Allow the job to run for 5 minutes. You will see the FileSink operator turn from yellow to green, which indicates that an alert has been raised due to the simulated abnormal behaviour. The alert is logged in the “Results.csv” file under the “data” folder from the RProject project.
Exercise 2 – Dynamic Model Update
In this exercise, you will dynamically update the model. The application is configured to monitor the RProject/rscripts directory in the RProject in the workspace. When a new R script is copied into this directory, the directory scan will discover the new file and send the R script filename to the RScript operator. The operator will read the new R script and update the model dynamically.

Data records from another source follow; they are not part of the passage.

use std::fmt;

use super::error::{RecordError, RecordResult};
use super::value::{DataType, Value};

/// Column definition: a field name and its type
#[derive(Debug, Clone, PartialEq, Eq)]
pub struct ColumnDef {
    pub name: String,
    pub data_type: DataType,
}

impl ColumnDef {
    /// Create a new column definition
    pub fn new(name: impl Into<String>, data_type: DataType) -> Self {
        Self {
            name: name.into(),
            data_type,
        }
    }

    /// Get the size of this column in bytes
    pub fn size(&self) -> usize {
        self.data_type.size()
    }
}

/// Ordered row layout shared by every tuple on a page
#[derive(Debug, Clone, PartialEq, Eq)]
pub struct TupleSchema {
    columns: Vec<ColumnDef>,
    record_size: usize,
}

impl TupleSchema {
    /// Create a new tuple schema
    pub fn new(columns: Vec<ColumnDef>) -> Self {
        let record_size = columns
            .iter()
            .fold(0usize, |total, c| total.saturating_add(c.size()));
        Self {
            columns,
            record_size,
        }
    }

    /// Schema with generated column names `f0, f1, ...`
    pub fn from_types(types: &[DataType]) -> Self {
        Self::new(
            types
                .iter()
                .enumerate()
                .map(|(i, dt)| ColumnDef::new(format!("f{}", i), *dt))
                .collect(),
        )
    }

    /// Get all columns
    pub fn columns(&self) -> &[ColumnDef] {
        &self.columns
    }

    /// Get column count
    pub fn column_count(&self) -> usize {
        self.columns.len()
    }

    /// Get a specific column
    pub fn column(&self, idx: usize) -> Option<&ColumnDef> {
        self.columns.get(idx)
    }

    /// Find column index by name
    pub fn find_column(&self, name: &str) -> Option<usize> {
        self.columns.iter().position(|c| c.name == name)
    }

    /// Column types in order
    pub fn types(&self) -> impl Iterator<Item = &DataType> + '_ {
        self.columns.iter().map(|c| &c.data_type)
    }

    /// Get total record size in bytes
    pub fn record_size(&self) -> usize {
        self.record_size
    }

    /// Get the byte offset of a column within a record
    pub fn column_offset(&self, col_idx: usize) -> usize {
        self.columns[..col_idx]
            .iter()
            .fold(0usize, |total, c| total.saturating_add(c.size()))
    }

    /// Two schemas are compatible when their type sequences match; names are ignored
    pub fn is_compatible(&self, other: &TupleSchema) -> bool {
        self.columns.len() == other.columns.len() && self.types().eq(other.types())
    }

    /// Validate values against this schema
    pub fn validate_values(&self, values: &[Value]) -> RecordResult<()> {
        if values.len() != self.columns.len() {
            return Err(RecordError::SchemaMismatch(format!(
                "Expected {} columns, got {}",
                self.columns.len(),
                values.len()
            )));
        }

        for (value, col) in values.iter().zip(&self.columns) {
            value.check(&col.data_type)?;
        }

        Ok(())
    }
}

impl fmt::Display for TupleSchema {
    fn fmt(&self, f: &mut fmt::Formatter<'_>) -> fmt::Result {
        let fields: Vec<String> = self
            .columns
            .iter()
            .map(|c| format!("{}({})", c.data_type, c.name))
            .collect();
        write!(f, "{}", fields.join(", "))
    }
}
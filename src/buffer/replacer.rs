use lru::LruCache;
use std::collections::VecDeque;

use crate::file::PageId;

/// Eviction policy over the pages resident in the buffer pool
///
/// The pool reports every hit and load through `record_access` and every
/// removal through `remove`, so the replacer tracks exactly the resident set.
pub trait Replacer: Send {
    fn record_access(&mut self, page_id: PageId);

    fn remove(&mut self, page_id: PageId);

    /// Resident pages in the order they should be tried as victims
    fn candidates(&self) -> Vec<PageId>;

    fn len(&self) -> usize;

    fn is_empty(&self) -> bool {
        self.len() == 0
    }
}

/// Least-recently-used order; the default policy
pub struct LruReplacer {
    recency: LruCache<PageId, ()>,
}

impl LruReplacer {
    pub fn new() -> Self {
        Self {
            recency: LruCache::unbounded(),
        }
    }
}

impl Default for LruReplacer {
    fn default() -> Self {
        Self::new()
    }
}

impl Replacer for LruReplacer {
    fn record_access(&mut self, page_id: PageId) {
        // put promotes an existing key to most recent
        self.recency.put(page_id, ());
    }

    fn remove(&mut self, page_id: PageId) {
        self.recency.pop(&page_id);
    }

    fn candidates(&self) -> Vec<PageId> {
        self.recency.iter().rev().map(|(page_id, _)| *page_id).collect()
    }

    fn len(&self) -> usize {
        self.recency.len()
    }
}

/// Load order; hits do not change a page's position
#[derive(Default)]
pub struct FifoReplacer {
    queue: VecDeque<PageId>,
}

impl FifoReplacer {
    pub fn new() -> Self {
        Self::default()
    }
}

impl Replacer for FifoReplacer {
    fn record_access(&mut self, page_id: PageId) {
        if !self.queue.contains(&page_id) {
            self.queue.push_back(page_id);
        }
    }

    fn remove(&mut self, page_id: PageId) {
        self.queue.retain(|p| *p != page_id);
    }

    fn candidates(&self) -> Vec<PageId> {
        self.queue.iter().copied().collect()
    }

    fn len(&self) -> usize {
        self.queue.len()
    }
}
use thiserror::Error;

#[derive(Debug, Error)]
pub enum CatalogError {
    #[error("IO error: {0}")]
    Io(#[from] std::io::Error),

    #[error("JSON error: {0}")]
    Json(#[from] serde_json::Error),

    #[error("Unknown column type '{column_type}' for column {column}")]
    UnknownType { column: String, column_type: String },

    #[error("Duplicate table name in catalog: {0}")]
    DuplicateTable(String),
}

pub type CatalogResult<T> = Result<T, CatalogError>;
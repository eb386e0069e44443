mod error;

pub use error::{CatalogError, CatalogResult};

use ahash::AHashMap;
use parking_lot::RwLock;
use serde::{Deserialize, Serialize};
use std::fs;
use std::path::Path;
use std::sync::Arc;

use crate::error::{DbError, DbResult};
use crate::file::{StorageConfig, TableId};
use crate::heap::{DbFile, HeapFile};
use crate::record::{ColumnDef, DataType, TupleSchema};

#[derive(Debug, Clone, Serialize, Deserialize)]
pub struct ColumnMetadata {
    pub name: String,
    #[serde(rename = "type")]
    pub column_type: String, // "INT" or "STRING(n)"
}

impl ColumnMetadata {
    pub fn to_column_def(&self) -> CatalogResult<ColumnDef> {
        let data_type: DataType =
            self.column_type
                .parse()
                .map_err(|_| CatalogError::UnknownType {
                    column: self.name.clone(),
                    column_type: self.column_type.clone(),
                })?;
        Ok(ColumnDef::new(self.name.clone(), data_type))
    }
}

/// One entry of a JSON catalog file
#[derive(Debug, Clone, Serialize, Deserialize)]
pub struct TableMetadata {
    pub name: String,
    /// Heap file path, relative to the catalog file's directory
    pub file: String,
    #[serde(default)]
    pub primary_key: String,
    pub columns: Vec<ColumnMetadata>,
}

impl TableMetadata {
    pub fn schema(&self) -> CatalogResult<TupleSchema> {
        let columns = self
            .columns
            .iter()
            .map(ColumnMetadata::to_column_def)
            .collect::<CatalogResult<Vec<_>>>()?;
        Ok(TupleSchema::new(columns))
    }
}

struct TableEntry {
    name: String,
    primary_key: String,
    file: Arc<dyn DbFile>,
}

#[derive(Default)]
struct CatalogInner {
    tables: AHashMap<TableId, TableEntry>,
    names: AHashMap<String, TableId>,
}

/// Registry resolving table ids and names to their backing files and schemas
#[derive(Default)]
pub struct Catalog {
    inner: RwLock<CatalogInner>,
}

impl Catalog {
    pub fn new() -> Self {
        Self::default()
    }

    /// Register `file` under `name`; an existing entry with the same name or id is replaced
    pub fn add_table(&self, file: Arc<dyn DbFile>, name: &str, primary_key: &str) {
        let mut inner = self.inner.write();
        let id = file.id();

        if let Some(old_id) = inner.names.remove(name) {
            inner.tables.remove(&old_id);
        }
        if let Some(old) = inner.tables.remove(&id) {
            inner.names.remove(&old.name);
        }

        inner.names.insert(name.to_string(), id);
        inner.tables.insert(
            id,
            TableEntry {
                name: name.to_string(),
                primary_key: primary_key.to_string(),
                file,
            },
        );
    }

    pub fn table_id(&self, name: &str) -> DbResult<TableId> {
        self.inner
            .read()
            .names
            .get(name)
            .copied()
            .ok_or_else(|| DbError::NoSuchTable(name.to_string()))
    }

    pub fn database_file(&self, table_id: TableId) -> DbResult<Arc<dyn DbFile>> {
        self.with_entry(table_id, |entry| Arc::clone(&entry.file))
    }

    pub fn tuple_schema(&self, table_id: TableId) -> DbResult<Arc<TupleSchema>> {
        self.with_entry(table_id, |entry| Arc::clone(entry.file.schema()))
    }

    pub fn table_name(&self, table_id: TableId) -> DbResult<String> {
        self.with_entry(table_id, |entry| entry.name.clone())
    }

    pub fn primary_key(&self, table_id: TableId) -> DbResult<String> {
        self.with_entry(table_id, |entry| entry.primary_key.clone())
    }

    /// Registered table ids in ascending order
    pub fn table_ids(&self) -> Vec<TableId> {
        let mut ids: Vec<TableId> = self.inner.read().tables.keys().copied().collect();
        ids.sort_unstable();
        ids
    }

    pub fn clear(&self) {
        let mut inner = self.inner.write();
        inner.tables.clear();
        inner.names.clear();
    }

    /// Load every table listed in a JSON catalog file, returning their ids in file order
    pub fn load_schema<P: AsRef<Path>>(
        &self,
        path: P,
        config: &StorageConfig,
    ) -> DbResult<Vec<TableId>> {
        let path = path.as_ref();
        let content = fs::read_to_string(path).map_err(CatalogError::from)?;
        let tables: Vec<TableMetadata> =
            serde_json::from_str(&content).map_err(CatalogError::from)?;

        let mut seen = Vec::with_capacity(tables.len());
        for table in &tables {
            if seen.contains(&table.name.as_str()) {
                return Err(CatalogError::DuplicateTable(table.name.clone()).into());
            }
            seen.push(table.name.as_str());
        }

        let base_dir = path.parent().unwrap_or_else(|| Path::new("."));
        let mut ids = Vec::with_capacity(tables.len());
        for table in &tables {
            let schema = Arc::new(table.schema()?);
            let heap_file = HeapFile::open(base_dir.join(&table.file), schema, config.page_size)?;
            let id = heap_file.id();
            self.add_table(Arc::new(heap_file), &table.name, &table.primary_key);
            ids.push(id);
        }
        Ok(ids)
    }

    fn with_entry<T>(&self, table_id: TableId, f: impl FnOnce(&TableEntry) -> T) -> DbResult<T> {
        self.inner
            .read()
            .tables
            .get(&table_id)
            .map(f)
            .ok_or(DbError::UnknownTable(table_id))
    }
}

To update the model used by the RScript operator:
- In the Project Explorer, expand the “Resources/data”
- Under the data folder, select file: “newModel.r”
- Right click and select “Copy”
- In the Project Explorer, expand and select “Resources/rscripts”
- Right click and select “Paste”
If the model is updated successfully, the DirectoryScan operator in the Instance Graph will turn from yellow to green.